I watched the rut-crazed buck run himself ragged trying to keep his harem of 18 does together as the sun cast her last remaining rays across the barren lakebed. Even at 1,000-plus yards, through the mirage and waning light, I could tell the buck was big. But every now and again he gave me a look that made him appear he was in a league of his own. I repeatedly crunched the numbers in my head and, even with conservative estimates, the buck still surpassed the 80-inch Boone and Crockett (B&C) minimum. Was I making a huge judgment error that is so common when field-judging pronghorn? Or was I actually looking at a legitimate B&C buck? Either way, I intended to find out the following morning.
Pronghorn, often referred to as speed goats or antelope, are among the most difficult of all North American species to accurately judge horn size. According to the B&C scoring system, a pronghorn’s score consists of six measurements: overall horn length, four mass measurements and the length of the prong. Sounds simple, right? I wish.
There are two aspects to scoring a pronghorn that are widely misunderstood, the first of which is where to measure the mass circumferences. The first circumference is taken at the base, and the remaining three circumference measurements are taken at the horn’s quarter lines. For easy math, if the horn is 16 inches in length, the four circumference measurements are taken at the base, 4-inch, 8-inch and 12-inch lines. One caveat: If any mass measurement falls anywhere on the prong, the measurement is taken directly above the prong.

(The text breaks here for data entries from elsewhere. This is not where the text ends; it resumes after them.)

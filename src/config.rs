use serde::{Deserialize, Serialize};

/// Default base URL for the hosted KYNEX platform.
pub const DEFAULT_BASE_URL: &str = "https://kynex.dev";

/// Configuration for the deployment artifact generator.
///
/// The only setting is the service base URL from which every generated
/// webhook URL and API endpoint is derived. The base URL is resolved once
/// at construction time; per-call URL building is pure concatenation.
#[derive(Debug, Clone, Serialize, Deserialize)]
pub struct GeneratorConfig {
    /// Base URL of the KYNEX service, without a trailing slash.
    pub base_url: String,
}

impl GeneratorConfig {
    /// Creates a new generator configuration.
    ///
    /// Trailing slashes are stripped here so that URL assembly elsewhere
    /// never has to normalize.
    ///
    /// # Parameters
    ///
    /// * `base_url` - Base URL of the KYNEX service
    ///
    /// # Returns
    ///
    /// A new `GeneratorConfig` instance
    pub fn new(base_url: impl Into<String>) -> Self {
        let base_url = base_url.into();
        Self {
            base_url: base_url.trim_end_matches('/').to_string(),
        }
    }

    /// Sets a custom base URL.
    ///
    /// # Parameters
    ///
    /// * `base_url` - The custom base URL to use
    ///
    /// # Returns
    ///
    /// The updated `GeneratorConfig` instance for method chaining
    pub fn with_base_url(mut self, base_url: impl Into<String>) -> Self {
        self.base_url = base_url.into().trim_end_matches('/').to_string();
        self
    }
}

impl Default for GeneratorConfig {
    fn default() -> Self {
        Self::new(DEFAULT_BASE_URL)
    }
}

Where the prong is measured is another common misconception. The prong measurement starts at the centerline of the back of the horn and goes to the tip of the prong along the top edge of the protrusion.

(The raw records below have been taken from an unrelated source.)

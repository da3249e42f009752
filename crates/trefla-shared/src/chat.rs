//! Chat threads and the relinking rules applied to card chats.

use chrono::{DateTime, Utc};
use serde::{Deserialize, Serialize};

use crate::chain::{MessageSnapshot, OwnershipChain, Promotion};
use crate::constants::{CREATOR_SLOT, RECEIVER_SLOT};
use crate::types::{AcceptStatus, ChatId, UserId};

/// Per-chat state of the two active participants: slot 0 is the creator,
/// slot 1 the active receiver.  Not indexed by the ownership chain.
#[derive(Debug, Clone, Default, Serialize, Deserialize, PartialEq, Eq)]
pub struct ActiveSlots {
    pub unread_nums: [u32; 2],
    pub online_status: [bool; 2],
}

impl ActiveSlots {
    /// Forget everything known about the receiver side.
    pub fn reset_receiver(&mut self) {
        self.unread_nums[RECEIVER_SLOT] = 0;
        self.online_status[RECEIVER_SLOT] = false;
    }
}

#[derive(Debug, Clone, Serialize, Deserialize, PartialEq, Eq)]
pub struct Chat {
    pub id: ChatId,
    pub chain: OwnershipChain,
    pub is_for_card: bool,
    /// Only meaningful when `is_for_card`.
    pub card_number: String,
    /// Whether the chain's last record is a verified holder.
    pub card_verified: bool,
    pub accept_status: AcceptStatus,
    pub slots: ActiveSlots,
    pub created_at: DateTime<Utc>,
    pub updated_at: DateTime<Utc>,
}

impl Chat {
    /// A new, unsaved card chat opened by `creator`.
    pub fn new_card(creator: UserId, card_number: impl Into<String>) -> Self {
        let now = Utc::now();
        Self {
            id: ChatId(0),
            chain: OwnershipChain::card(creator),
            is_for_card: true,
            card_number: card_number.into(),
            card_verified: false,
            accept_status: AcceptStatus::Pending,
            slots: ActiveSlots::default(),
            created_at: now,
            updated_at: now,
        }
    }

    /// A new, unsaved direct chat between two users.
    pub fn new_direct(creator: UserId, peer: UserId) -> Self {
        let now = Utc::now();
        Self {
            id: ChatId(0),
            chain: OwnershipChain::direct(creator, peer),
            is_for_card: false,
            card_number: String::new(),
            card_verified: false,
            accept_status: AcceptStatus::Pending,
            slots: ActiveSlots::default(),
            created_at: now,
            updated_at: now,
        }
    }

    pub fn creator(&self) -> UserId {
        self.chain.creator()
    }

    /// Who messages from the creator are addressed to.
    ///
    /// Direct chats: the other participant.  Card chats: the current holder
    /// when verified, otherwise the creator as a pending-review placeholder.
    pub fn active_receiver(&self) -> UserId {
        if !self.is_for_card {
            return self
                .chain
                .records()
                .get(1)
                .map(|r| r.user_id)
                .unwrap_or_else(|| self.chain.creator());
        }
        if self.card_verified {
            self.chain.holder()
        } else {
            self.chain.creator()
        }
    }

    /// Slot index of `user_id` among the two active participants.
    pub fn slot_of(&self, user_id: UserId) -> Option<usize> {
        if user_id == self.creator() {
            Some(CREATOR_SLOT)
        } else if user_id == self.active_receiver() {
            Some(RECEIVER_SLOT)
        } else {
            None
        }
    }

    /// The other active participant as seen by `viewer`, if any.
    pub fn partner_of(&self, viewer: UserId) -> Option<UserId> {
        let creator = self.creator();
        let receiver = self.active_receiver();
        let partner = if viewer == creator { receiver } else { creator };
        (partner != viewer).then_some(partner)
    }

    /// A user who lost the card and must no longer see the thread.
    pub fn is_previous_owner(&self, user_id: UserId) -> bool {
        self.is_for_card
            && self.chain.contains(user_id)
            && self.slot_of(user_id).is_none()
    }

    /// Advance the chain to `new_holder` and mark the card verified.
    ///
    /// Returns `None` for direct chats and when nothing changed.
    pub fn promote(
        &mut self,
        new_holder: UserId,
        snapshot: Option<MessageSnapshot>,
    ) -> Option<Promotion> {
        if !self.is_for_card {
            return None;
        }
        let outcome = self.chain.promote(new_holder, snapshot);
        if outcome == Promotion::AlreadyHolder && self.card_verified {
            return None;
        }
        self.card_verified = true;
        self.slots.reset_receiver();
        self.updated_at = Utc::now();
        Some(outcome)
    }

    /// Roll the chain back to the creator and clear verification.
    ///
    /// Returns `true` if the chat changed.
    pub fn demote(&mut self) -> bool {
        if !self.is_for_card {
            return false;
        }
        let truncated = self.chain.demote();
        let changed = truncated || self.card_verified;
        if changed {
            self.card_verified = false;
            self.slots.reset_receiver();
            self.updated_at = Utc::now();
        }
        changed
    }
}

#[cfg(test)]
mod tests {
    use super::*;

    fn pending_card_chat() -> Chat {
        let mut chat = Chat::new_card(UserId(5), "XYZ");
        chat.id = ChatId(10);
        chat
    }

    #[test]
    fn pending_card_chat_receives_at_creator() {
        let chat = pending_card_chat();
        assert_eq!(chat.active_receiver(), UserId(5));
        assert_eq!(chat.partner_of(UserId(5)), None);
    }

    #[test]
    fn promote_pending_chat_to_new_holder() {
        let mut chat = pending_card_chat();
        let outcome = chat.promote(UserId(7), None);

        assert_eq!(outcome, Some(Promotion::Appended));
        assert_eq!(chat.chain.user_ids(), vec![UserId(5), UserId(7)]);
        assert!(chat.card_verified);
        assert_eq!(chat.active_receiver(), UserId(7));
        assert_eq!(chat.partner_of(UserId(5)), Some(UserId(7)));
        assert_eq!(chat.partner_of(UserId(7)), Some(UserId(5)));
    }

    #[test]
    fn promote_same_holder_is_noop() {
        let mut chat = pending_card_chat();
        chat.promote(UserId(7), None);
        assert_eq!(chat.promote(UserId(7), None), None);
        assert_eq!(chat.chain.len(), 2);
    }

    #[test]
    fn direct_chats_are_never_relinked() {
        let mut chat = Chat::new_direct(UserId(1), UserId(2));
        assert_eq!(chat.promote(UserId(3), None), None);
        assert!(!chat.demote());
        assert_eq!(chat.active_receiver(), UserId(2));
        assert_eq!(chat.partner_of(UserId(2)), Some(UserId(1)));
    }

    #[test]
    fn demote_twice_equals_demote_once() {
        let mut chat = pending_card_chat();
        chat.promote(UserId(7), None);

        assert!(chat.demote());
        let once = chat.chain.clone();
        assert!(!chat.demote());
        assert_eq!(chat.chain, once);
        assert!(!chat.card_verified);
        assert_eq!(chat.active_receiver(), UserId(5));
    }

    #[test]
    fn previous_owner_loses_slot() {
        let mut chat = pending_card_chat();
        chat.promote(UserId(7), None);
        chat.promote(UserId(8), None);

        assert!(chat.is_previous_owner(UserId(7)));
        assert_eq!(chat.slot_of(UserId(7)), None);
        assert_eq!(chat.slot_of(UserId(8)), Some(RECEIVER_SLOT));
    }

    #[test]
    fn creator_verified_for_own_card_stays_consistent() {
        let mut chat = pending_card_chat();
        chat.promote(UserId(7), None);
        chat.demote();

        assert_eq!(chat.promote(UserId(5), None), Some(Promotion::AlreadyHolder));
        assert!(chat.card_verified);
        assert_eq!(chat.active_receiver(), UserId(5));
    }
}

It doesn't matter how the measurements add up to 80 inches, but if a B&C buck is your goal, keep in mind the “Rule of 6’s”: a buck must sport a 16-inch horn length, a 6-inch prong, two 6-inch mass measurements below the prong and a total of 6 inches between the two mass measurements above the prong. Add that all together and you get 40 inches. Multiply that by two horns and you’ve got yourself an 80-inch B&C buck.

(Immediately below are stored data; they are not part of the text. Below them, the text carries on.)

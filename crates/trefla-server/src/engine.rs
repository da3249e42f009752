//! Card ownership engine.
//!
//! Every operation that changes who holds a card runs under that card's
//! lock and advances the card's stored version inside its transaction.  The
//! authoritative writes (user rows, notifications, work items) commit first;
//! chat relinking follows chat by chat; live-session delivery and device
//! pushes are collected into an [`EffectList`] and run after everything is
//! durable.

use std::collections::HashMap;
use std::sync::{Arc, Mutex};

use serde::Serialize;
use tracing::{debug, info, warn};

use trefla_shared::constants::{
    CREATOR_SLOT, NO_RECEIVER_ID, PUSH_TITLE_CARD_REJECTED, PUSH_TITLE_CARD_UNVERIFIED,
    PUSH_TITLE_CARD_VERIFIED, RECEIVER_SLOT,
};
use trefla_shared::protocol::{
    CardVerifiedPayload, ChatListUpdate, ChatView, NewMessagePayload, RealtimeEvent,
};
use trefla_shared::types::{
    AcceptStatus, AdminNotificationType, CardStatus, ChatId, NotificationId, NotificationType,
    TransferPayload, UserId,
};
use trefla_store::{
    AdminNotification, Chat, Database, Message, NewNotification, Notification, StoreError, User,
};

use crate::effects::EffectList;
use crate::error::ServerError;
use crate::locks::{CardGuard, CardLocks};
use crate::push::{PushMessage, PushSender};
use crate::relink;
use crate::sessions::SessionRegistry;

pub type SharedDatabase = Arc<Mutex<Database>>;

/// Result of a successful verification.
#[derive(Debug, Serialize)]
pub struct Verification {
    /// The new holder first, then every cleared claimant.
    pub claimants: Vec<User>,
    /// Every card chat of the card after relinking.
    pub chats: Vec<Chat>,
}

/// Result of a rejection or unverification.
#[derive(Debug, Serialize)]
pub struct ClaimWithdrawal {
    pub user: User,
    pub demoted_chats: Vec<ChatId>,
}

#[derive(Debug, Serialize)]
pub struct TransferRequest {
    pub work_item: AdminNotification,
    pub notification: Notification,
}

#[derive(Debug, Serialize)]
pub struct TransferReply {
    pub accepted: bool,
    pub verification: Option<Verification>,
}

#[derive(Debug, Clone)]
enum Withdrawal {
    Reject { reason: String },
    Unverify,
}

#[derive(Clone)]
pub struct CardOwnership {
    db: SharedDatabase,
    sessions: SessionRegistry,
    push: Arc<dyn PushSender>,
    locks: CardLocks,
}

The most common field-judging methods use the animal’s anatomy as reference points. I will briefly address these methods as they are good benchmarks, but I also want you to consider three additional, rarely talked about “X-Factors” that can make or break your ability to accurately field-judge a pronghorn.
The generally accepted length of a buck pronghorn’s ear is 6 inches. With that in mind, a B&C buck will usually have a horn length at least two-and-a-half times the length of his ear. The width of an eye, which is roughly 2 inches, is another anatomy feature that is commonly referenced to measure mass. When viewed from the side, a buck that appears to have horns close to double the width of the eye is usually a buck with good mass that measures nearly 6 inches at the base. Keep in mind that like humans, the anatomy of a pronghorn will vary animal to animal and that these “rules” are generic starting points.
The first “X-Factor” to evaluate is flat mass versus round mass. When a buck is looking at you head-on, do his bases appear to be thin or is there some roundness to them? When viewed from the side using the 2X eye-width measurement, bucks with both round and flat mass will appear the same. But that side view only takes into consideration the width of the horns, and not overall circumference. While both might appear equal from the side, a buck with flat mass may have a decent base circumference of 5 inches, and a buck with round mass could be sporting massive 7-plus-inch bases.
“X-Factor” No. 2 involves the shape of the prong. A good prong will appear to protrude twice the width of the horn when viewed from the side. However, a buck with prongs that wrap inward or flair outward can create an optical illusion. Prongs that have a wrapped or flared shape can easily hide an inch or more from your length guesstimate.
The third and final “X-Factor” that absolutely must be taken into consideration is the overall body size of the buck. An 80-inch buck may not look that much different than most bucks you have seen if he is sporting a big mature body. On the flip side, a solid 74-inch buck with a small body may mislead you to believe you are looking at a B&C buck. Learning to recognize the features of a large-bodied pronghorn can be difficult, but over time you will notice subtle differences. Make sure the buck is noticeably bigger than does around him. If other bucks are nearby, use them for comparison. Also look for what I refer to as the “donkey head.” A pronghorn with what appears to be an oversized head and Roman nose will be a mature buck, and his horns will appear smaller than they really are.
With the unsuspecting buck from the previous evening tending his does 335 yards below us, my wife settled behind the custom .280 AI and squeezed the trigger. The 155-grain Federal Terminal Ascent found its mark, knocking the buck off his feet. As with most truly big animals I have seen, this special buck continued to grow the closer we got to him. My previous estimate was close: The tape stretched to 84⅜ inches, easily placing him in the all-time B&C record book. Not bad for my wife’s first pronghorn!